En construisant l’itinéraire de mon voyage pour le Japon, j’avais depuis longtemps décidé d’y faire halte.  Un peu tel un pèlerinage personnel, j’espérais y trouver mon saint Graal : les éditions japonaises de Terre des Hommes et de Vol de Nuit d’Antoine de Saint-Exupéry.

Lorsque je fis part de mon projet à certains de mes amis, ils s’écrièrent, tous armés du bon sens populaire :

“Mais tu en as déjà plusieurs exemplaires et tu ne parles pas un mot de japonais !”

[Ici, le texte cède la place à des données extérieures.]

use super::connection::encode;
use super::lobby::{Lobby, MatchOutcome};
use super::messages::ServerMessage;
use super::participant::Participant;
use super::session::{MoveOutcome, Seat, Session};
use crate::error::OutboxError;
use crate::leaderboard::Leaderboard;
use chrono::Utc;
use std::collections::HashMap;
use tokio::sync::mpsc;
use tracing::{debug, error, info, warn};

/// Everything the coordinator reacts to, processed one at a time
#[derive(Debug)]
pub enum CoordinatorEvent {
    Register(Participant),
    Unregister { participant_id: String },
    Move { participant_id: String, column: i64 },
}

/// Cloneable sending side of the coordinator's event queue
#[derive(Clone)]
pub struct CoordinatorHandle {
    tx: mpsc::UnboundedSender<CoordinatorEvent>,
}

impl CoordinatorHandle {
    /// Returns false if the coordinator is no longer running
    pub fn register(&self, participant: Participant) -> bool {
        self.send(CoordinatorEvent::Register(participant))
    }

    pub fn unregister(&self, participant_id: &str) {
        self.send(CoordinatorEvent::Unregister {
            participant_id: participant_id.to_string(),
        });
    }

    pub fn submit_move(&self, participant_id: &str, column: i64) {
        self.send(CoordinatorEvent::Move {
            participant_id: participant_id.to_string(),
            column,
        });
    }

    fn send(&self, event: CoordinatorEvent) -> bool {
        if self.tx.send(event).is_err() {
            warn!("Coordinator stopped, dropping event");
            return false;
        }
        true
    }
}

/// Sole owner of the participant and session registries.
/// Only ever touched from its own event loop.
pub struct Coordinator {
    participants: HashMap<String, Participant>,
    sessions: HashMap<String, Session>,
    lobby: Lobby,
    leaderboard: Leaderboard,
}

impl Coordinator {
    pub fn new(leaderboard: Leaderboard) -> Self {
        Self {
            participants: HashMap::new(),
            sessions: HashMap::new(),
            lobby: Lobby::new(),
            leaderboard,
        }
    }

    /// Start the event loop on its own task
    pub fn spawn(leaderboard: Leaderboard) -> CoordinatorHandle {
        let (tx, rx) = mpsc::unbounded_channel();
        tokio::spawn(Self::new(leaderboard).run(rx));
        CoordinatorHandle { tx }
    }

    pub async fn run(mut self, mut rx: mpsc::UnboundedReceiver<CoordinatorEvent>) {
        info!("Coordinator started");
        while let Some(event) = rx.recv().await {
            self.handle_event(event);
        }
        info!("Coordinator stopped");
    }

    pub fn handle_event(&mut self, event: CoordinatorEvent) {
        match event {
            CoordinatorEvent::Register(participant) => self.register(participant),
            CoordinatorEvent::Unregister { participant_id } => self.unregister(&participant_id),
            CoordinatorEvent::Move {
                participant_id,
                column,
            } => self.handle_move(&participant_id, column),
        }
    }

    pub fn participant_count(&self) -> usize {
        self.participants.len()
    }

    pub fn session_count(&self) -> usize {
        self.sessions.len()
    }

    pub fn waiting_count(&self) -> usize {
        self.lobby.waiting_count()
    }

    pub fn session_of(&self, participant_id: &str) -> Option<&str> {
        self.participants.get(participant_id)?.session_id.as_deref()
    }

    fn register(&mut self, participant: Participant) {
        let participant_id = participant.id.clone();
        info!(
            participant_id,
            display_name = participant.display_name,
            "Participant registered"
        );
        self.participants.insert(participant_id.clone(), participant);

        loop {
            match self.lobby.try_match(participant_id.clone()) {
                MatchOutcome::Waiting => {
                    debug!(participant_id, "Participant waiting for opponent");
                    return;
                }
                MatchOutcome::Matched { opponent_id }
                    if !self.participants.contains_key(&opponent_id) =>
                {
                    warn!(opponent_id, "Skipping stale lobby entry");
                }
                MatchOutcome::Matched { opponent_id } => {
                    // The newcomer takes side A and moves first
                    self.start_session(&participant_id, &opponent_id);
                    return;
                }
            }
        }
    }

    fn seat_for(&self, participant_id: &str) -> Option<Seat> {
        let participant = self.participants.get(participant_id)?;
        Some(Seat::new(participant_id, participant.display_name.clone()))
    }

    fn start_session(&mut self, side_a_id: &str, side_b_id: &str) {
        let (Some(side_a), Some(side_b)) = (self.seat_for(side_a_id), self.seat_for(side_b_id))
        else {
            return;
        };

        let session_id = uuid::Uuid::new_v4().to_string();
        for id in [side_a_id, side_b_id] {
            if let Some(participant) = self.participants.get_mut(id) {
                participant.session_id = Some(session_id.clone());
            }
        }

        info!(
            session_id,
            side_a = side_a.display_name,
            side_b = side_b.display_name,
            "Session started"
        );

        let mut session = Session::new(session_id.clone(), side_a, side_b);
        let frames = session.start(Utc::now());
        self.sessions.insert(session_id.clone(), session);

        for frame in &frames {
            self.broadcast(&session_id, frame);
        }
    }

    fn unregister(&mut self, participant_id: &str) {
        // Dropping the participant drops its outbox, which ends the outbound pump
        let Some(participant) = self.participants.remove(participant_id) else {
            return;
        };
        self.lobby.remove_waiting(participant_id);
        info!(
            participant_id,
            display_name = participant.display_name,
            "Participant left"
        );

        // The opponent is not notified and the session is left as is;
        // it is only retired once nobody in it is still connected.
        let Some(session_id) = participant.session_id else {
            return;
        };
        let orphaned = self.sessions.get(&session_id).is_some_and(|session| {
            session
                .seats()
                .iter()
                .all(|seat| !self.participants.contains_key(&seat.participant_id))
        });
        if orphaned {
            self.sessions.remove(&session_id);
            info!(session_id, "Orphaned session retired");
        }
    }

    fn handle_move(&mut self, participant_id: &str, column: i64) {
        let Some(session_id) = self
            .participants
            .get(participant_id)
            .and_then(|p| p.session_id.clone())
        else {
            debug!(participant_id, column, "Move ignored: not in a session");
            return;
        };
        let Some(session) = self.sessions.get_mut(&session_id) else {
            debug!(participant_id, session_id, "Move ignored: session retired");
            return;
        };
        let Some(outcome) = session.handle_move(participant_id, column) else {
            debug!(participant_id, column, "Move ignored");
            return;
        };

        match outcome {
            MoveOutcome::Continued(frame) => self.broadcast(&session_id, &frame),
            MoveOutcome::Ended { frame, winner } => {
                info!(
                    session_id,
                    winner = winner.as_deref().unwrap_or("Draw"),
                    "Session ended"
                );
                self.broadcast(&session_id, &frame);
                self.sessions.remove(&session_id);
                if let Some(winner) = winner {
                    self.record_win(winner);
                }
            }
        }
    }

    /// Fire-and-forget; failures are logged and never reach the players
    fn record_win(&self, display_name: String) {
        let leaderboard = self.leaderboard.clone();
        tokio::spawn(async move {
            match leaderboard.increment_win(&display_name).await {
                Ok(()) => info!(display_name, "Win recorded"),
                Err(err) => error!(display_name, %err, "Failed to record win"),
            }
        });
    }

    fn broadcast(&mut self, session_id: &str, msg: &ServerMessage) {
        let Some(session) = self.sessions.get(session_id) else {
            return;
        };
        let member_ids = session.seats().clone().map(|seat| seat.participant_id);
        let Some(frame) = encode(msg) else {
            return;
        };
        for id in &member_ids {
            self.send_to(id, frame.clone());
        }
    }

    fn send_to(&mut self, participant_id: &str, frame: String) {
        let Some(participant) = self.participants.get_mut(participant_id) else {
            return;
        };
        let Some(outbox) = participant.outbox() else {
            return;
        };
        match outbox.push(frame) {
            Ok(()) => {}
            Err(OutboxError::Full) => {
                warn!(participant_id, "Outbound queue full, closing connection");
                participant.close_outbox();
            }
            Err(OutboxError::Closed) => {
                debug!(participant_id, "Outbound queue already closed");
                participant.close_outbox();
            }
        }
    }
}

Ce à quoi je répondis, tel un rat de bibliothèque égal à lui-même :

“On n’a jamais son livre préféré en quantité suffisante.”

Peut-être auraient-ils davantage été de mon côté s’ils avaient su ce que je m’apprête à vous révéler. Ce qui motivait réellement le cœur de ces fastidieuses futures recherches dans ce quartier littéraire était la chose suivante :

La couverture des deux ouvrages dans leur édition japonaise avait été illustré et préfacé (dans le cas de Terre des Hommes) par Hayao Miyazaki, un réalisateur de films d’animations mondialement connu.

J’avais l’impression que cet objet – un objet que j’ai toujours vénéré, de surcroît –  auquel mes deux artistes préférés avaient contribué, était un peu la concrétisation d’une certaine folie : d’un idéal artistique qui pourrait se tenir dans la paumes de mes mains.

Autant vous le dire, le sacré me semblait être au goût du jour.

Jimbocho

Je mis le pied dans le royaume du livre équipé du strict nécessaire : une photo des deux ouvrages, une carte et une boussole (au Japon la plupart des rues n’ont pas de noms) et une traduction effectué par un ami : Konno Hon wa Arimaska ? Avez-vous ce livre ? J’avais également à ma disposition deux langues occidentales plus ou moins utiles et un sourire se voulant efficace, mais malheureusement sous le joug des aléas de ma timidité.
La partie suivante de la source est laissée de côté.